▸ THE TASK:
From the line that contains "use ratatui::widgets::TableState;" through the line that contains "#[derive(Debug, Clone)]", output every line of the listing below exactly and leave out all the rest.

▸ RECORDS SUPPLIED:
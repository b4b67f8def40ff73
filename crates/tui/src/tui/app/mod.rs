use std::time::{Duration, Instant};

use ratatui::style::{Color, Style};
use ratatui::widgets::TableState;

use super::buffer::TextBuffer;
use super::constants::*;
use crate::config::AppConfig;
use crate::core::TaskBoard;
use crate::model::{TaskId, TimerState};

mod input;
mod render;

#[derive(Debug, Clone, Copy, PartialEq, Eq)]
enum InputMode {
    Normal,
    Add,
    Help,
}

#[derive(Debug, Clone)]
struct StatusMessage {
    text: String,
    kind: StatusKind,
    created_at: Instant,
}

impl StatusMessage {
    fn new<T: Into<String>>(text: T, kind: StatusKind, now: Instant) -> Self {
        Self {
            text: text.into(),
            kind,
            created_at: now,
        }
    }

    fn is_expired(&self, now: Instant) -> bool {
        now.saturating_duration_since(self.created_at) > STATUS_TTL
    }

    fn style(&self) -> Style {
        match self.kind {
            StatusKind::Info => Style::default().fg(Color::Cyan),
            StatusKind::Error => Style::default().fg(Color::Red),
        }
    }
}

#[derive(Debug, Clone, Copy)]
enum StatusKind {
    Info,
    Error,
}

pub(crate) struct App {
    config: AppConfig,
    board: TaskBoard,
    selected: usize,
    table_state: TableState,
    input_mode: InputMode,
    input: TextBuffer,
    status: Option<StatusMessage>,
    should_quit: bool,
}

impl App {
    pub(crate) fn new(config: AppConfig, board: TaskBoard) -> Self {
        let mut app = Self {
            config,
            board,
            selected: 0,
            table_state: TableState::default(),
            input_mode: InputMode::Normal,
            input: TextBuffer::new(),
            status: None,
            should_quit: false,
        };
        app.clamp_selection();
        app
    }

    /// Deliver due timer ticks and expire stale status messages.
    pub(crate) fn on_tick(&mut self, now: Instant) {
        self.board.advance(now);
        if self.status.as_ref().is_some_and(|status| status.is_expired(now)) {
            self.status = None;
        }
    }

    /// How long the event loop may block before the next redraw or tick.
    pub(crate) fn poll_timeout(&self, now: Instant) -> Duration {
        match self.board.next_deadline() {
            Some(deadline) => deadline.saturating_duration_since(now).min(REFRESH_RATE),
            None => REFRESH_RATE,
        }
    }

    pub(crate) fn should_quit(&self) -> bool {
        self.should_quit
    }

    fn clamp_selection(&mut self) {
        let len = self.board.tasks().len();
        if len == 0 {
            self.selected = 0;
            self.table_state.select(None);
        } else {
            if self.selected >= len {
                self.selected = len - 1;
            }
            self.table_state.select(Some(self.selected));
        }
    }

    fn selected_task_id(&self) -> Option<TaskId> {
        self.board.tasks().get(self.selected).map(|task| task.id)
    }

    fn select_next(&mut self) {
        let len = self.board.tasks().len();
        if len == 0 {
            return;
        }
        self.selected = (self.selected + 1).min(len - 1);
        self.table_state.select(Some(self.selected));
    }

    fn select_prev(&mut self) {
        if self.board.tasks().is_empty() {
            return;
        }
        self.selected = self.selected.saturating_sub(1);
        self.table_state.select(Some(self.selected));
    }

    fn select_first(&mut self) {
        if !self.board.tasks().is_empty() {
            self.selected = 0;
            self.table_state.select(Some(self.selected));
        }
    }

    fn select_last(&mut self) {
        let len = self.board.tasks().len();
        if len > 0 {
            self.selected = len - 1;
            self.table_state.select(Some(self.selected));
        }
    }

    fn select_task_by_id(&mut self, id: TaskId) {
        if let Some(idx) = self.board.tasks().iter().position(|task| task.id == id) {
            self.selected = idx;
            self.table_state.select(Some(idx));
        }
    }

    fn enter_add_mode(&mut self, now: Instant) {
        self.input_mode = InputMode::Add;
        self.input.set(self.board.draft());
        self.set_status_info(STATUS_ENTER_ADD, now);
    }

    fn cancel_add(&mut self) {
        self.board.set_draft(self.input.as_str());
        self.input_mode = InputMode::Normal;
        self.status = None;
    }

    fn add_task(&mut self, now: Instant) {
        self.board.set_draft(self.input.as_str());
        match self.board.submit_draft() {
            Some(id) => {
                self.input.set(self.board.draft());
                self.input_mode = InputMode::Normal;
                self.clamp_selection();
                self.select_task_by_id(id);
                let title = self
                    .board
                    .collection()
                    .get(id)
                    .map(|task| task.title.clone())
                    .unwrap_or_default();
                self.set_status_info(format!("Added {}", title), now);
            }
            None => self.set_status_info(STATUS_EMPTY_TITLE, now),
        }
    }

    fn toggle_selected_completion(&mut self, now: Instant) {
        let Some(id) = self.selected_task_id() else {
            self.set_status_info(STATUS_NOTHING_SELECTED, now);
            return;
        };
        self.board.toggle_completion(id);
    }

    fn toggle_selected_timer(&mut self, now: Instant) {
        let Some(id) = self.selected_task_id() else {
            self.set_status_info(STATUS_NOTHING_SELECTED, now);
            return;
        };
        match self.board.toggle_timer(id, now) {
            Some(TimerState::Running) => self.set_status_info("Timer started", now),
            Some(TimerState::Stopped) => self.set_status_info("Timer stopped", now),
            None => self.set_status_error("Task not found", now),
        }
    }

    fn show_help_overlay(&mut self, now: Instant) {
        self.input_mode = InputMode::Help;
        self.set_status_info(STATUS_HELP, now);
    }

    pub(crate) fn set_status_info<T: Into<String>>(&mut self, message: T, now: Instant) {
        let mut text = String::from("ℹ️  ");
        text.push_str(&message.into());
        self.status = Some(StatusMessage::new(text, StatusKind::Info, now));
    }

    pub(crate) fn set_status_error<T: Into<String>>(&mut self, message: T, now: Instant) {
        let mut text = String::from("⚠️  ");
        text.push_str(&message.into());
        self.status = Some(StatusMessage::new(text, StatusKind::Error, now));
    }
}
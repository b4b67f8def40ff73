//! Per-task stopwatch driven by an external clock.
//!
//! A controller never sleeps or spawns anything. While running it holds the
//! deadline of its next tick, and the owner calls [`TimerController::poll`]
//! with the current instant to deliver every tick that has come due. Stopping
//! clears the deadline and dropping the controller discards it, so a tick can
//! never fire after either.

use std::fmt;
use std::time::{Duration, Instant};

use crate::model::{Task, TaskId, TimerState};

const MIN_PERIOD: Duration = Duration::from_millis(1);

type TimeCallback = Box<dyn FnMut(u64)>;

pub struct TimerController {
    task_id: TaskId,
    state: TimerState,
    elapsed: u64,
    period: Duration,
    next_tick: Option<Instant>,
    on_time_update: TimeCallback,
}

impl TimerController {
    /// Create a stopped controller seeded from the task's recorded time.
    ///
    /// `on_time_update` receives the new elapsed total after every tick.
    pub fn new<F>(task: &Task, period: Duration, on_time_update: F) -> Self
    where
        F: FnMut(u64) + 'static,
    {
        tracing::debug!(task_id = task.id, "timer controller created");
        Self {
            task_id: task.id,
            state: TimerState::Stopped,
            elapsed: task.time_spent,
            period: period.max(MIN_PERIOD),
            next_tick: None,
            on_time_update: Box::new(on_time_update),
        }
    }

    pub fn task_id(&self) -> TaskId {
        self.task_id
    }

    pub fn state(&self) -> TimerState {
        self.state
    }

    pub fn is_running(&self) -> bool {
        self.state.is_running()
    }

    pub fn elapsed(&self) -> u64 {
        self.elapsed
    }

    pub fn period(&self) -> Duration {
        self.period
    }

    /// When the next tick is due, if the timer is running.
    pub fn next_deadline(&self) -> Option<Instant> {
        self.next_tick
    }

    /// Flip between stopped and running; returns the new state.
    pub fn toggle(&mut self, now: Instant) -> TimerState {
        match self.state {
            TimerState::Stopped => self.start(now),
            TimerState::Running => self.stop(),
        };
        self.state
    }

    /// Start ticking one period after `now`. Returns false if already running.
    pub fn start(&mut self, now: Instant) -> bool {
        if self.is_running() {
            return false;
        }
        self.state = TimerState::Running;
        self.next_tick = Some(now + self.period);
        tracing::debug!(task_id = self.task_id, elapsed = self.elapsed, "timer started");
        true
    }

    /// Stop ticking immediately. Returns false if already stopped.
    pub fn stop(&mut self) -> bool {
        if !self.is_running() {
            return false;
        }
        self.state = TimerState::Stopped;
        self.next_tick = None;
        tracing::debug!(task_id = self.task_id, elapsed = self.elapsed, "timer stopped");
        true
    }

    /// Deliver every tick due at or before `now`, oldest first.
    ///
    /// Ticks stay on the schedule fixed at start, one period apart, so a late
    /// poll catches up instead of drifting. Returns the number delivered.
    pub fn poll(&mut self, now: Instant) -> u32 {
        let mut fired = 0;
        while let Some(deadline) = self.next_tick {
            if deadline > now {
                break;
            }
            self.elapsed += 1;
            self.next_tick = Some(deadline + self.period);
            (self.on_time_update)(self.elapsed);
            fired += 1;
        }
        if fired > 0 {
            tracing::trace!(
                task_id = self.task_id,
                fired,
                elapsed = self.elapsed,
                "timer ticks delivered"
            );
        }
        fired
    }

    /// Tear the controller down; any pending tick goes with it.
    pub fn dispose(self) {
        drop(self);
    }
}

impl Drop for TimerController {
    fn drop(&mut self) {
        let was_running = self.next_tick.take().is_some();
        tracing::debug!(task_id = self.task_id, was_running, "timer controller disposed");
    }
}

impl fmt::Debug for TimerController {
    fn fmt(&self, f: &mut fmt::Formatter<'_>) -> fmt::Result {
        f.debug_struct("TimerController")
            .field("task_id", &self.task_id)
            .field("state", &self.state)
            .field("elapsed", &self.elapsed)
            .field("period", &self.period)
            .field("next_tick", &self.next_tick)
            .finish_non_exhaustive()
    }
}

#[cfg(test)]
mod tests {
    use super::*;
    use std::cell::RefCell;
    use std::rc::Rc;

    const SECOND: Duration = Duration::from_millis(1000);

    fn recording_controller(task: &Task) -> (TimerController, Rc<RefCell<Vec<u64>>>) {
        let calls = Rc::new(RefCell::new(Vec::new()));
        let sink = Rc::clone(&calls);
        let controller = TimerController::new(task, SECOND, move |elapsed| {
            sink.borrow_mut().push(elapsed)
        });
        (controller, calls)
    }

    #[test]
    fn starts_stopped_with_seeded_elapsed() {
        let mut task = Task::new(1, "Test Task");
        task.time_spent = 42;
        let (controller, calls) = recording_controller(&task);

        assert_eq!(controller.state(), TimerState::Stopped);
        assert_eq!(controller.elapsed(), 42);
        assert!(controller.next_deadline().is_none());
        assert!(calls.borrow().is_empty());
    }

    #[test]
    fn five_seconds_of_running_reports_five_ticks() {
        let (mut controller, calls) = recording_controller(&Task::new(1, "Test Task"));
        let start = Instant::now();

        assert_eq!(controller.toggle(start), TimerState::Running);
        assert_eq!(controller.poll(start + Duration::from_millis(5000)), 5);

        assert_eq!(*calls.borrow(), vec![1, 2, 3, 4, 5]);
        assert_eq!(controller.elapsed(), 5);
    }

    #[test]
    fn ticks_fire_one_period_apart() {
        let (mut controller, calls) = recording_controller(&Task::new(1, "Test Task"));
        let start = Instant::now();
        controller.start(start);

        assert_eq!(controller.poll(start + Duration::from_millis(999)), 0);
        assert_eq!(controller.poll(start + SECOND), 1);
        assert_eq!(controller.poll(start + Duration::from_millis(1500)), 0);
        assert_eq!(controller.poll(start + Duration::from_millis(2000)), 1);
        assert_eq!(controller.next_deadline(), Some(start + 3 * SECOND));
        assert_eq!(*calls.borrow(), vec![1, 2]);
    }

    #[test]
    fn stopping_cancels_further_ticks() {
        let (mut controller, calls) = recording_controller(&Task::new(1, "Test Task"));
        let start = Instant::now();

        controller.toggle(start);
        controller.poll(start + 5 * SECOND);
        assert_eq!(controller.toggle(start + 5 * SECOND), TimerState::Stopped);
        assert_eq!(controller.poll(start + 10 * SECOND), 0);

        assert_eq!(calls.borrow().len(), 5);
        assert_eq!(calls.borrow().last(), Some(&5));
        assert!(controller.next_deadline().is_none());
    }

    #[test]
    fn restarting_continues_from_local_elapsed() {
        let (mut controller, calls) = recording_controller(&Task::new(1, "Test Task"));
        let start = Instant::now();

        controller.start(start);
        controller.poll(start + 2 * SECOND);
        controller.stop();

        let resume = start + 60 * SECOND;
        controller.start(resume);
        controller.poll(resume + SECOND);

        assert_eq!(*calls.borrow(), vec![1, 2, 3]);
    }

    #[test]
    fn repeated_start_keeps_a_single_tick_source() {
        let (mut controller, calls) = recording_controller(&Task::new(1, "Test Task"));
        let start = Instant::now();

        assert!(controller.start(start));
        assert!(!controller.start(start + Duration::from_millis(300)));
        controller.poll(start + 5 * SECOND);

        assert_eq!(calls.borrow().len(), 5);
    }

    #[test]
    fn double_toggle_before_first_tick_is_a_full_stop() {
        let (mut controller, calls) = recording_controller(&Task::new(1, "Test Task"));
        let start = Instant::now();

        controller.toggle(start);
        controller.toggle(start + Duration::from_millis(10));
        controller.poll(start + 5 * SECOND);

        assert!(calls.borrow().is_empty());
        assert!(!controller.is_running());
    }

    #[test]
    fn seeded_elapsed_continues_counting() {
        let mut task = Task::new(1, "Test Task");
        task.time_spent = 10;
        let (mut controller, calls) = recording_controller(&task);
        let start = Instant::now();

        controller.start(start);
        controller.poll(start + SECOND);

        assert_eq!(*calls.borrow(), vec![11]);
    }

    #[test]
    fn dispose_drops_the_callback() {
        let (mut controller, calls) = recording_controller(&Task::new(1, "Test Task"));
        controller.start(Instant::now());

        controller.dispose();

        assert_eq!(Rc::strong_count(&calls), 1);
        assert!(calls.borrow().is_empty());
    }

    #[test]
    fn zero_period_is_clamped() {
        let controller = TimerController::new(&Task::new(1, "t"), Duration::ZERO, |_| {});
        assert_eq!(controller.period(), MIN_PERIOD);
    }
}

▸ REPLY TO THE EXERCISE:
use ratatui::widgets::TableState;

use super::buffer::TextBuffer;
use super::constants::*;
use crate::config::AppConfig;
use crate::core::TaskBoard;
use crate::model::{TaskId, TimerState};

mod input;
mod render;

#[derive(Debug, Clone, Copy, PartialEq, Eq)]
enum InputMode {
    Normal,
    Add,
    Help,
}

#[derive(Debug, Clone)]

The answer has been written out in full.